* **WHAT IS NEEDED**: Count every line below that holds the word "const", and give the number with no other words.

Stored data entries
========================
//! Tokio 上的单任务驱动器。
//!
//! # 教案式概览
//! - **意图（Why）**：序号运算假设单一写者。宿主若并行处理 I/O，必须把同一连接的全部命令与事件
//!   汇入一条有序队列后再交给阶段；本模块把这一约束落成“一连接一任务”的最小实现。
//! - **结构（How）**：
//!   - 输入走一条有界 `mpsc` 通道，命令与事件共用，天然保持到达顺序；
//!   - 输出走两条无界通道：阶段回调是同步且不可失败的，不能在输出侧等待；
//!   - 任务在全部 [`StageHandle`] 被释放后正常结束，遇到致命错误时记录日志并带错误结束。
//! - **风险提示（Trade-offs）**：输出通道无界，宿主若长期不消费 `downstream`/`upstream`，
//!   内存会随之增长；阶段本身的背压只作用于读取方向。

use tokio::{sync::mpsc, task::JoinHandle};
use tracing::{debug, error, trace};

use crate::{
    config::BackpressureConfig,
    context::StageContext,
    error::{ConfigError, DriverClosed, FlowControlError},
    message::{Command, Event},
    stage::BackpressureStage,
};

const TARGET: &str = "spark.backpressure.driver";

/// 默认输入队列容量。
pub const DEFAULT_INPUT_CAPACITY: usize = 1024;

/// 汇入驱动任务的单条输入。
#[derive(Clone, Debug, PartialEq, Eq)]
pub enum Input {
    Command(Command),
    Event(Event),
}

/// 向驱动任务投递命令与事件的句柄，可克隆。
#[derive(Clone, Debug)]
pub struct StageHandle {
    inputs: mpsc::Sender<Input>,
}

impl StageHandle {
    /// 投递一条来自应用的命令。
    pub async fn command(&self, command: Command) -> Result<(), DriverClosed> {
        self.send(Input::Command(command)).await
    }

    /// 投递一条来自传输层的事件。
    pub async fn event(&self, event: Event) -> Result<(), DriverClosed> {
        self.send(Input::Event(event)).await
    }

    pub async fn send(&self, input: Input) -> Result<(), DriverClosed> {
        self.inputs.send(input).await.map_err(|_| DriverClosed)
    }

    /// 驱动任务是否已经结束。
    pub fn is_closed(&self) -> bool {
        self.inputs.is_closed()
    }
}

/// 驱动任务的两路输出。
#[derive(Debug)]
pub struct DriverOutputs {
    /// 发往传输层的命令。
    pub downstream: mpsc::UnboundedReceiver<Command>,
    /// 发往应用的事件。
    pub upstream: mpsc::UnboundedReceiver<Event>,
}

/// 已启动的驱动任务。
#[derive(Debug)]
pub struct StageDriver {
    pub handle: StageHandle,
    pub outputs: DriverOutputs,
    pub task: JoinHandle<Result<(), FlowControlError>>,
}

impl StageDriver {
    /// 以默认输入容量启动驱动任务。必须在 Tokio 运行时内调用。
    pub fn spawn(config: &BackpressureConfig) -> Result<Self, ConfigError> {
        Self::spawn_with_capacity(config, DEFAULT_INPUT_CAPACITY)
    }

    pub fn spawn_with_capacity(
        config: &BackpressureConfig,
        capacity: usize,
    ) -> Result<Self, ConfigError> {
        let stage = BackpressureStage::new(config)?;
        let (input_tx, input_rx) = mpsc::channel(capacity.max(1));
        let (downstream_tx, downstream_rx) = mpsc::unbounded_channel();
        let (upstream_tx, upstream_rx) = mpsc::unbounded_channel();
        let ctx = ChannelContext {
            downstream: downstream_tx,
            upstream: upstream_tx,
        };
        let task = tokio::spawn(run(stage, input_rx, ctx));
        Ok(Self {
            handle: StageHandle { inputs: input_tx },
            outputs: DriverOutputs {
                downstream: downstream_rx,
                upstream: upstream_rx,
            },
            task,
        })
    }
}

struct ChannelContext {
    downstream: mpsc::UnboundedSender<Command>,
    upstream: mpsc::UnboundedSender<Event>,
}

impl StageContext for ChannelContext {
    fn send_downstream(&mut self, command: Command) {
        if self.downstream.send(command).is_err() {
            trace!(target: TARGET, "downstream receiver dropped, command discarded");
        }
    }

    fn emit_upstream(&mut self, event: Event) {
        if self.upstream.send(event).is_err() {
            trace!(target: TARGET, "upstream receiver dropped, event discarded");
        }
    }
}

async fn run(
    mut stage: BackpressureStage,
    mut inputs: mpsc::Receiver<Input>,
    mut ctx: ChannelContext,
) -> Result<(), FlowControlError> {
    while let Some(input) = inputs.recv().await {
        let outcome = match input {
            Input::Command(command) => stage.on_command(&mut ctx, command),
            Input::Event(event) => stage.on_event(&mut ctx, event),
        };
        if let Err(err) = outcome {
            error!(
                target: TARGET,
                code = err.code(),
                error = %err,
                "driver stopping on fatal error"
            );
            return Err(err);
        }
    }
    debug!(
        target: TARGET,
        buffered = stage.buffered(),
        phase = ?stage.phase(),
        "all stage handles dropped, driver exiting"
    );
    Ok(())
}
========================
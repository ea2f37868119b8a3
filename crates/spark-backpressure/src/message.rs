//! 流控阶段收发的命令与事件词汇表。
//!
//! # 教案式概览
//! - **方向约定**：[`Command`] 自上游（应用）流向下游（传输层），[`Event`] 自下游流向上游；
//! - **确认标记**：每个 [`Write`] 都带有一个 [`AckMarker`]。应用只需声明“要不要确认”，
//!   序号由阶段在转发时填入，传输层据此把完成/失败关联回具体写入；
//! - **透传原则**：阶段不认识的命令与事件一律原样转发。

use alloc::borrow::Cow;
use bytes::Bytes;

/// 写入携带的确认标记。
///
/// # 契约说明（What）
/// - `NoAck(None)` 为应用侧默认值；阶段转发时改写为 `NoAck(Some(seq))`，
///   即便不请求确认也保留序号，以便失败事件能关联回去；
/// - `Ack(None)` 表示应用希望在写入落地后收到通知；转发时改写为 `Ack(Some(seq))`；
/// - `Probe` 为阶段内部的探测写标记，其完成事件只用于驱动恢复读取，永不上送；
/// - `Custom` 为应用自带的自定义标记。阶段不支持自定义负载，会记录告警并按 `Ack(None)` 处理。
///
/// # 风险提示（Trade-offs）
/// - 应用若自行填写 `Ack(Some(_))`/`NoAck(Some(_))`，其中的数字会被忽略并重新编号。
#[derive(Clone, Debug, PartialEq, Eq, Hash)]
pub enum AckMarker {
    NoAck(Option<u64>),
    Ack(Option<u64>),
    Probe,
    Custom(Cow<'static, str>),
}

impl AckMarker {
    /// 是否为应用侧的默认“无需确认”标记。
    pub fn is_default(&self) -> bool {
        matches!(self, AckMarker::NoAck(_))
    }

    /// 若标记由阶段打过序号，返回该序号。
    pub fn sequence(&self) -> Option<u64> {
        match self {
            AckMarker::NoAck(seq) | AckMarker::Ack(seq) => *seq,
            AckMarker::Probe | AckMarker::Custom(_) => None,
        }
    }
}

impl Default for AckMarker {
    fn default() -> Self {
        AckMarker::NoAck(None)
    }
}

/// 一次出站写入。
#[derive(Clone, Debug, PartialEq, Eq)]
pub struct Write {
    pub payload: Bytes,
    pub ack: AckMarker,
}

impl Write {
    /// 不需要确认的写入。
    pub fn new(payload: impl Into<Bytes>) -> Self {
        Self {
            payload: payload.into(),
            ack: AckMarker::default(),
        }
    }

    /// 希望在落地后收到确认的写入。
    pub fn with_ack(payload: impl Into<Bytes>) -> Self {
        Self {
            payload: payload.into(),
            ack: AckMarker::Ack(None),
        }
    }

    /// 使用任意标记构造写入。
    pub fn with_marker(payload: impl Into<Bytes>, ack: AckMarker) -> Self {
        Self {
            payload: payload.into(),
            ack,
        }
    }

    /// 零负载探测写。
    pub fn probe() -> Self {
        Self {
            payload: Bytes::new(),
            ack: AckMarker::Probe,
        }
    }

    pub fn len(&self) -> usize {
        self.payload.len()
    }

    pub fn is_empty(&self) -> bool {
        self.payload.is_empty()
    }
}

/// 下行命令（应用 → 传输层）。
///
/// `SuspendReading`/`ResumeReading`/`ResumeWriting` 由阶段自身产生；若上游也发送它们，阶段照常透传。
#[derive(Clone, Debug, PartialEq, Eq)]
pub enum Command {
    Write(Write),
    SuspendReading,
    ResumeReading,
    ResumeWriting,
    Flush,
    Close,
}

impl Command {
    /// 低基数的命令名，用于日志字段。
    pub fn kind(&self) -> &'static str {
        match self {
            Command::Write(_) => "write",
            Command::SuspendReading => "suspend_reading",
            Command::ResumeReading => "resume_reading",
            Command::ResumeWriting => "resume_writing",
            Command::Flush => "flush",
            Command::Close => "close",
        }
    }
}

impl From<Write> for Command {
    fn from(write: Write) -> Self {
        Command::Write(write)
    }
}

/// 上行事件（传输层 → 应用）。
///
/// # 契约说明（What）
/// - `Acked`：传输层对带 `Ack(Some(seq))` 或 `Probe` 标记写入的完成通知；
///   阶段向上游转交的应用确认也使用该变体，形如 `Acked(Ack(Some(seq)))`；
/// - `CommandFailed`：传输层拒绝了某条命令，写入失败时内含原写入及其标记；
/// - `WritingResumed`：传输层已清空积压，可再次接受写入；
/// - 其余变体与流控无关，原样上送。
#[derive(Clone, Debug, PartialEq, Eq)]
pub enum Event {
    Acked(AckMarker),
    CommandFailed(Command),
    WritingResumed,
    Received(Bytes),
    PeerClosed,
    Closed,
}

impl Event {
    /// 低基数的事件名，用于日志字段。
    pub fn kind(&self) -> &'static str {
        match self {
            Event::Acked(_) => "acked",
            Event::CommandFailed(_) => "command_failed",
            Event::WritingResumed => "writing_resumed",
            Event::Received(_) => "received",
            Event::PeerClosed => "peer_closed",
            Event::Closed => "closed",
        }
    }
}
========================
* **OUTPUT OF THE EXERCISE**: 2